• _What the task requires_
Please copy every line with the string "advice" from the entries below.
[[ Dataset open ]]
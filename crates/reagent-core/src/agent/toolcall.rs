//! Tool-calling ReAct agent

use crate::advisor::RetrievalAdvisor;
use crate::agent::traits::{ReactAgent, StepContext, ThinkOutcome};
use crate::error::{AgentError, AgentResult};
use crate::llm::client::ChatModel;
use crate::llm::messages::ChatMessage;
use crate::memory::{ChatMemory, InMemoryChatMemory, DEFAULT_RETRIEVE_SIZE};
use crate::prompts::PromptTemplate;
use crate::recorder::{AgentExecutionRecord, PlanExecutionRecorder, RecordStatus};
use crate::tools::{ToolCallback, ToolCallingManager, ToolRegistry};
use crate::types::Id;
use async_trait::async_trait;
use std::collections::HashMap;
use std::sync::Arc;
use tracing::{error, info, warn};

/// An agent whose capabilities come entirely from its resolved tool list
///
/// The concrete variant behind [`ReactAgent`] for configuration-driven
/// agents: identity, prompts and allow-list arrive as data. One instance
/// serves one plan at a time; per-cycle state lives in the
/// [`StepContext`], never on the instance.
pub struct ToolCallAgent {
    name: String,
    description: String,
    system_prompt: PromptTemplate,
    next_step_prompt: PromptTemplate,
    template_data: HashMap<String, String>,
    manager: ToolCallingManager,
    chat_model: Arc<dyn ChatModel>,
    memory: Arc<dyn ChatMemory>,
    recorder: Arc<PlanExecutionRecorder>,
    advisor: Option<RetrievalAdvisor>,
    plan_id: String,
    conversation_id: String,
    execution_id: Id,
    retrieve_size: usize,
}

impl ToolCallAgent {
    /// Start building an agent
    pub fn builder(name: impl Into<String>) -> ToolCallAgentBuilder {
        ToolCallAgentBuilder::new(name)
    }

    /// Plan this agent is recording under
    pub fn plan_id(&self) -> &str {
        &self.plan_id
    }

    /// Conversation id scoping this agent's memory
    pub fn conversation_id(&self) -> &str {
        &self.conversation_id
    }

    /// Recorder key for this agent invocation
    pub fn execution_id(&self) -> Id {
        self.execution_id
    }

    /// Snapshot this agent's execution record
    pub fn execution_record(&self) -> Option<AgentExecutionRecord> {
        self.recorder.agent_execution(&self.plan_id, self.execution_id)
    }

    /// Close out this agent's execution record
    pub fn finish(&self, status: RecordStatus, final_result: Option<String>) -> AgentResult<()> {
        self.recorder
            .finish_agent_execution(&self.plan_id, self.execution_id, status, final_result)
    }

    /// Assemble the message list for one thinking phase
    ///
    /// System prompt, optional retrieval advice, bounded conversation
    /// history, then the next-step message. The next-step message is
    /// returned separately; it is appended to memory only once the model
    /// call succeeds, keeping the log aligned with what the model saw.
    fn build_think_messages(&self) -> (Vec<ChatMessage>, ChatMessage) {
        let next_step = self.next_step_message();

        let mut messages = vec![ChatMessage::system(
            self.system_prompt.render(&self.template_data),
        )];

        if let Some(advisor) = &self.advisor {
            match advisor.advise(&next_step.content) {
                Ok(Some(advised)) => messages.push(advised.message),
                Ok(None) => {}
                Err(err) => {
                    warn!(agent = %self.name, error = %err, "retrieval advice failed, continuing without it")
                }
            }
        }

        messages.extend(self.memory.get(&self.conversation_id, self.retrieve_size));
        messages.push(next_step.clone());

        (messages, next_step)
    }
}

#[async_trait]
impl ReactAgent for ToolCallAgent {
    fn name(&self) -> &str {
        &self.name
    }

    fn description(&self) -> &str {
        &self.description
    }

    fn tool_call_list(&self) -> Vec<Arc<dyn ToolCallback>> {
        self.manager.callbacks().to_vec()
    }

    fn next_step_message(&self) -> ChatMessage {
        ChatMessage::user(self.next_step_prompt.render(&self.template_data))
    }

    async fn think(&mut self, cx: &mut StepContext) -> ThinkOutcome {
        let (messages, next_step) = self.build_think_messages();
        let transcript = serde_json::to_string(&messages).unwrap_or_default();

        if let Err(err) =
            self.recorder
                .start_thinking(&self.plan_id, self.execution_id, &transcript)
        {
            return ThinkOutcome::Failed(err.to_string());
        }

        let tools = self.manager.schemas();

        match self.chat_model.chat(&messages, &tools).await {
            Ok(response) => {
                if let Err(err) =
                    self.recorder
                        .finish_thinking(&self.plan_id, self.execution_id, &response.content)
                {
                    warn!(agent = %self.name, error = %err, "failed to record thinking output");
                }

                info!(agent = %self.name, step = cx.step_number, "thoughts: {}", response.content);

                // Memory sees the turn in the order the model produced it:
                // the prompt that asked, then the answer.
                self.memory.add(&self.conversation_id, next_step);
                self.memory.add(
                    &self.conversation_id,
                    ChatMessage::assistant_with_tools(
                        response.content.clone(),
                        response.tool_calls.clone(),
                    ),
                );

                match response.first_tool_call() {
                    Some(first) => {
                        info!(
                            agent = %self.name,
                            proposed = response.tool_calls.len(),
                            tool = %first.name,
                            "selected tool"
                        );
                        if let Err(err) = self.recorder.note_selected_tool(
                            &self.plan_id,
                            self.execution_id,
                            &first.name,
                            first.arguments_json(),
                        ) {
                            warn!(agent = %self.name, error = %err, "failed to record selected tool");
                        }
                        cx.pending_call = Some(first.clone());
                        ThinkOutcome::Action
                    }
                    None => {
                        if let Err(err) =
                            self.recorder.finish_cycle(&self.plan_id, self.execution_id)
                        {
                            warn!(agent = %self.name, error = %err, "failed to close think record");
                        }
                        ThinkOutcome::Complete
                    }
                }
            }
            Err(err) => {
                error!(agent = %self.name, error = %err, "thinking failed");
                if let Err(rec_err) =
                    self.recorder
                        .record_error(&self.plan_id, self.execution_id, &err.to_string())
                {
                    warn!(agent = %self.name, error = %rec_err, "failed to record thinking error");
                }
                ThinkOutcome::Failed(err.to_string())
            }
        }
    }

    async fn act(&mut self, cx: &mut StepContext) -> String {
        let Some(call) = cx.pending_call.take() else {
            warn!(agent = %self.name, "act invoked with no pending tool call");
            return "Error: no pending tool call".to_string();
        };

        let description = format!("Executing tool: {}", call.name);
        if let Err(err) = self.recorder.start_action(
            &self.plan_id,
            self.execution_id,
            &description,
            &call.name,
            call.arguments_json(),
        ) {
            warn!(agent = %self.name, error = %err, "failed to record action start");
        }

        match self.manager.execute_tool_call(&call).await {
            Ok(result) => {
                let message = ToolCallingManager::tool_response_message(&result);
                let text = message.content.clone();
                self.memory.add(&self.conversation_id, message);

                if result.success {
                    info!(agent = %self.name, tool = %call.name, "tool result: {}", text);
                    if let Err(err) = self.recorder.finish_action(
                        &self.plan_id,
                        self.execution_id,
                        &text,
                        RecordStatus::Success,
                    ) {
                        warn!(agent = %self.name, error = %err, "failed to record action result");
                    }
                } else {
                    error!(agent = %self.name, tool = %call.name, "tool failed: {}", text);
                    if let Err(err) =
                        self.recorder
                            .record_error(&self.plan_id, self.execution_id, &text)
                    {
                        warn!(agent = %self.name, error = %err, "failed to record tool error");
                    }
                }

                text
            }
            Err(err) => {
                // Unknown tool or rejected arguments: the model still gets
                // a tool response so it can self-correct next turn.
                let text = format!("Error: {err}");
                self.memory.add(
                    &self.conversation_id,
                    ChatMessage::tool(text.clone(), call.id.clone(), Some(call.name.clone())),
                );
                error!(agent = %self.name, tool = %call.name, "{}", text);
                if let Err(rec_err) =
                    self.recorder
                        .record_error(&self.plan_id, self.execution_id, &err.to_string())
                {
                    warn!(agent = %self.name, error = %rec_err, "failed to record tool error");
                }
                text
            }
        }
    }
}

/// Builder for [`ToolCallAgent`]
pub struct ToolCallAgentBuilder {
    name: String,
    description: String,
    system_prompt: String,
    next_step_prompt: String,
    template_data: HashMap<String, String>,
    available_tools: Vec<String>,
    chat_model: Option<Arc<dyn ChatModel>>,
    memory: Option<Arc<dyn ChatMemory>>,
    recorder: Option<Arc<PlanExecutionRecorder>>,
    advisor: Option<RetrievalAdvisor>,
    plan_id: Option<String>,
    conversation_id: Option<String>,
    retrieve_size: usize,
}

impl ToolCallAgentBuilder {
    /// Create a builder for an agent with the given name
    pub fn new(name: impl Into<String>) -> Self {
        Self {
            name: name.into(),
            description: String::new(),
            system_prompt: String::new(),
            next_step_prompt: String::new(),
            template_data: HashMap::new(),
            available_tools: Vec::new(),
            chat_model: None,
            memory: None,
            recorder: None,
            advisor: None,
            plan_id: None,
            conversation_id: None,
            retrieve_size: DEFAULT_RETRIEVE_SIZE,
        }
    }

    /// Set the agent description
    pub fn description(mut self, description: impl Into<String>) -> Self {
        self.description = description.into();
        self
    }

    /// Set the system prompt template
    pub fn system_prompt(mut self, template: impl Into<String>) -> Self {
        self.system_prompt = template.into();
        self
    }

    /// Set the next-step prompt template
    pub fn next_step_prompt(mut self, template: impl Into<String>) -> Self {
        self.next_step_prompt = template.into();
        self
    }

    /// Add a template data entry, substituted into both prompts
    pub fn data(mut self, key: impl Into<String>, value: impl Into<String>) -> Self {
        self.template_data.insert(key.into(), value.into());
        self
    }

    /// Set the tool allow-list, in advertisement order
    pub fn available_tools(mut self, tools: Vec<String>) -> Self {
        self.available_tools = tools;
        self
    }

    /// Set the chat model (required)
    pub fn chat_model(mut self, model: Arc<dyn ChatModel>) -> Self {
        self.chat_model = Some(model);
        self
    }

    /// Set the conversation memory; defaults to a fresh in-process store
    pub fn memory(mut self, memory: Arc<dyn ChatMemory>) -> Self {
        self.memory = Some(memory);
        self
    }

    /// Set the recorder; defaults to a fresh recorder
    pub fn recorder(mut self, recorder: Arc<PlanExecutionRecorder>) -> Self {
        self.recorder = Some(recorder);
        self
    }

    /// Attach a retrieval advisor
    pub fn advisor(mut self, advisor: RetrievalAdvisor) -> Self {
        self.advisor = Some(advisor);
        self
    }

    /// Set the plan id; defaults to a fresh UUID
    pub fn plan_id(mut self, plan_id: impl Into<String>) -> Self {
        self.plan_id = Some(plan_id.into());
        self
    }

    /// Set the conversation id; defaults to the plan id
    pub fn conversation_id(mut self, conversation_id: impl Into<String>) -> Self {
        self.conversation_id = Some(conversation_id.into());
        self
    }

    /// Set the number of history messages retrieved per prompt
    pub fn retrieve_size(mut self, retrieve_size: usize) -> Self {
        self.retrieve_size = retrieve_size;
        self
    }

    /// Resolve the allow-list against the registry and build the agent
    ///
    /// Opens the agent's execution record with the recorder; every
    /// think/act cycle of this instance is keyed under it.
    pub fn build(self, registry: &ToolRegistry) -> AgentResult<ToolCallAgent> {
        let chat_model = self
            .chat_model
            .ok_or_else(|| AgentError::config("agent requires a chat model"))?;

        let memory = self
            .memory
            .unwrap_or_else(|| Arc::new(InMemoryChatMemory::new()));
        let recorder = self.recorder.unwrap_or_default();
        let plan_id = self
            .plan_id
            .unwrap_or_else(|| uuid::Uuid::new_v4().to_string());
        let conversation_id = self.conversation_id.unwrap_or_else(|| plan_id.clone());

        let callbacks = registry.resolve(&self.available_tools);
        let execution_id = recorder.start_agent_execution(&plan_id, &self.name, &self.description);

        Ok(ToolCallAgent {
            name: self.name,
            description: self.description,
            system_prompt: PromptTemplate::new(self.system_prompt),
            next_step_prompt: PromptTemplate::new(self.next_step_prompt),
            template_data: self.template_data,
            manager: ToolCallingManager::new(callbacks),
            chat_model,
            memory,
            recorder,
            advisor: self.advisor,
            plan_id,
            conversation_id,
            execution_id,
            retrieve_size: self.retrieve_size,
        })
    }
}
[[ Dataset closed ]]
• _Exercise answer_
    /// System prompt, optional retrieval advice, bounded conversation
                    warn!(agent = %self.name, error = %err, "retrieval advice failed, continuing without it")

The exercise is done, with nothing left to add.